The key functionalities of CultureMoves are towards effortless collection of Europeana items and own content in a private space from where the user can add additional metadata, create context through stories that re-use this content and finally share these online. Social media can be weaved in the workflows of users, both for enriching the stories and communicating them. Since video plays a key role for dance, the project will provide a web-based video annotator especially designed for both dancers and choreographers, but which will be further developed in this project to cater for the needs of more diversified types of users, e.g. tourists, teachers and any individual user wishing to share their personal annotations in video clips.
CultureMoves will deploy and test two new services: one in the tourism domains (promoting less-known destinations) and one in the educational and research domain (LabDays as a theoretical and practical co-creative space for new dance performances and discussing the implications of intersecting dance, culture, cultural industries and tourism).
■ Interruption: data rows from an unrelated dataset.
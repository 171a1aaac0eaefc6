//! Regressions for three runner edge cases: a root with no converter rule
//! still needs mirroring into the destination, a runner-side error must
//! land as `failed` instead of leaving the row eligible for reselection
//! forever, and `--set-source-ext` has to actually rename the source.

mod support;

use pretty_assertions::assert_eq;

use std::sync::Arc;
use std::time::Duration;

use pwnorm::catalog::{Mode, Predicate, Status};
use pwnorm::driver::{self, BatchOptions};
use pwnorm::identify::{Identifier, IdentifierBinaries};

use support::Harness;

#[tokio::test]
async fn no_rule_root_is_mirrored_then_skipped() {
	let harness = Harness::new().await;
	harness.write_source("note.txt", b"hello");

	// Registry has no entry at all for text/plain, so resolution returns
	// None for this file.
	let registry = harness.write_registry(
		r#"
application/pdf:
  accept: true
  keep: true
"#,
	);

	let Harness {
		root,
		source_dir,
		dest_dir,
		scratch_dir,
		catalog,
		identifier,
	} = harness;

	let db_path = root.path().join("catalog.sqlite");
	let catalog = Arc::new(catalog);
	let identifier = Arc::new(identifier);
	let registry = Arc::new(registry);

	let opts = BatchOptions {
		source_dir,
		dest_dir: dest_dir.clone(),
		scratch_dir,
		mode: Mode::Conversion,
		multi: false,
		max_concurrent_partitions: 0,
		default_timeout: Duration::from_secs(5),
		orig_ext: false,
		keep_originals: false,
		set_source_ext: false,
		identify_only: false,
	};

	let (predicate, remaining) = driver::prepare(&catalog, &opts).await.unwrap();
	assert_eq!(remaining, 1);
	driver::run_batch(
		Arc::clone(&catalog),
		db_path.to_str().unwrap(),
		identifier,
		registry,
		opts,
		predicate,
	)
	.await
	.unwrap();

	let rows = catalog
		.select(&Predicate::new(Mode::All), None)
		.await
		.unwrap();
	assert_eq!(rows.len(), 1);
	assert_eq!(rows[0].status, Status::Skipped);
	assert!(
		dest_dir.join("note.txt").exists(),
		"a root with no converter rule must still be mirrored into the destination"
	);
}

#[tokio::test]
async fn identification_error_is_recorded_as_failed_not_reselected() {
	let harness = Harness::new().await;
	harness.write_source("mystery.bin", b"whatever");

	let registry = harness.write_registry(
		r#"
application/pdf:
  accept: true
  keep: true
"#,
	);

	let Harness {
		root,
		source_dir,
		dest_dir,
		scratch_dir,
		catalog,
		..
	} = harness;

	// Point the identifier at binaries that don't exist, so `identify()`
	// fails with an io error rather than coming back empty.
	let identifier = Identifier::new(IdentifierBinaries {
		siegfried: "/no/such/sf-binary".to_string(),
		file: "/no/such/file-binary".to_string(),
	});

	let db_path = root.path().join("catalog.sqlite");
	let catalog = Arc::new(catalog);
	let identifier = Arc::new(identifier);
	let registry = Arc::new(registry);

	let opts = BatchOptions {
		source_dir,
		dest_dir,
		scratch_dir,
		mode: Mode::Conversion,
		multi: false,
		max_concurrent_partitions: 0,
		default_timeout: Duration::from_secs(5),
		orig_ext: false,
		keep_originals: false,
		set_source_ext: false,
		identify_only: false,
	};

	let (predicate, remaining) = driver::prepare(&catalog, &opts).await.unwrap();
	assert_eq!(remaining, 1);
	driver::run_batch(
		Arc::clone(&catalog),
		db_path.to_str().unwrap(),
		Arc::clone(&identifier),
		Arc::clone(&registry),
		opts,
		predicate,
	)
	.await
	.unwrap();

	let rows = catalog
		.select(&Predicate::new(Mode::All), None)
		.await
		.unwrap();
	assert_eq!(rows.len(), 1);
	assert_eq!(rows[0].status, Status::Failed);
	assert!(rows[0].status_ts.is_some(), "status_ts must advance so the row isn't reselected");

	// An ordinary conversion predicate against a fresh batch_ts must not
	// pick the row back up: `failed` is in the finished set, so the worker
	// loop would otherwise spin on it forever.
	let conversion_predicate = Predicate::new(Mode::Conversion).with_batch_ts(chrono::Utc::now().naive_utc());
	let remaining = catalog.select(&conversion_predicate, None).await.unwrap();
	assert!(remaining.is_empty(), "a failed row is terminal, not eligible for another ordinary pass");
}

#[tokio::test]
async fn set_source_ext_renames_root_to_canonical_extension() {
	let harness = Harness::new().await;
	// ".dot" is a customary extension for application/msword (so the
	// always-on rename-required check leaves it alone), but it isn't the
	// canonical one — ".doc" is.
	harness.write_source("memo.dot", b"not a real word document");

	let registry = harness.write_registry(
		r#"
application/msword:
  accept: true
  keep: true
"#,
	);

	let Harness {
		root,
		source_dir,
		dest_dir,
		scratch_dir,
		catalog,
		identifier,
	} = harness;

	let db_path = root.path().join("catalog.sqlite");
	let catalog = Arc::new(catalog);
	let identifier = Arc::new(identifier);
	let registry = Arc::new(registry);

	let opts = BatchOptions {
		source_dir: source_dir.clone(),
		dest_dir,
		scratch_dir,
		mode: Mode::Conversion,
		multi: false,
		max_concurrent_partitions: 0,
		default_timeout: Duration::from_secs(5),
		orig_ext: false,
		keep_originals: false,
		set_source_ext: true,
		identify_only: false,
	};

	let (predicate, remaining) = driver::prepare(&catalog, &opts).await.unwrap();
	assert_eq!(remaining, 1);
	driver::run_batch(
		Arc::clone(&catalog),
		db_path.to_str().unwrap(),
		identifier,
		registry,
		opts,
		predicate,
	)
	.await
	.unwrap();

	assert!(!source_dir.join("memo.dot").exists(), "the old name must be gone");
	assert!(source_dir.join("memo.doc").exists(), "renamed to the canonical extension for its mime");

	let rows = catalog
		.select(&Predicate::new(Mode::All), None)
		.await
		.unwrap();
	assert_eq!(rows.len(), 1);
	assert_eq!(rows[0].path, "memo.doc");
	assert_eq!(rows[0].ext.as_deref(), Some("doc"));
	assert_eq!(rows[0].status, Status::Accepted);
}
An online toolkit like CultureMoves, aimed at providing dance artists and arts professionals access to dance content and information sources will also serve as inspiration to help structure and rethink learning opportunities for dance learners and teachers.
Project objectives
- To explore the impact that dance and dance content accessible through Europeana, and available via digital technologies, could have on tourism and touristic experiences.
- To provide access to ‘hidden’ aspects of a site, monument, or landscape, through dance.
- To demonstrate how digital tools can stimulate new stories for making the bridge between dance and tourism.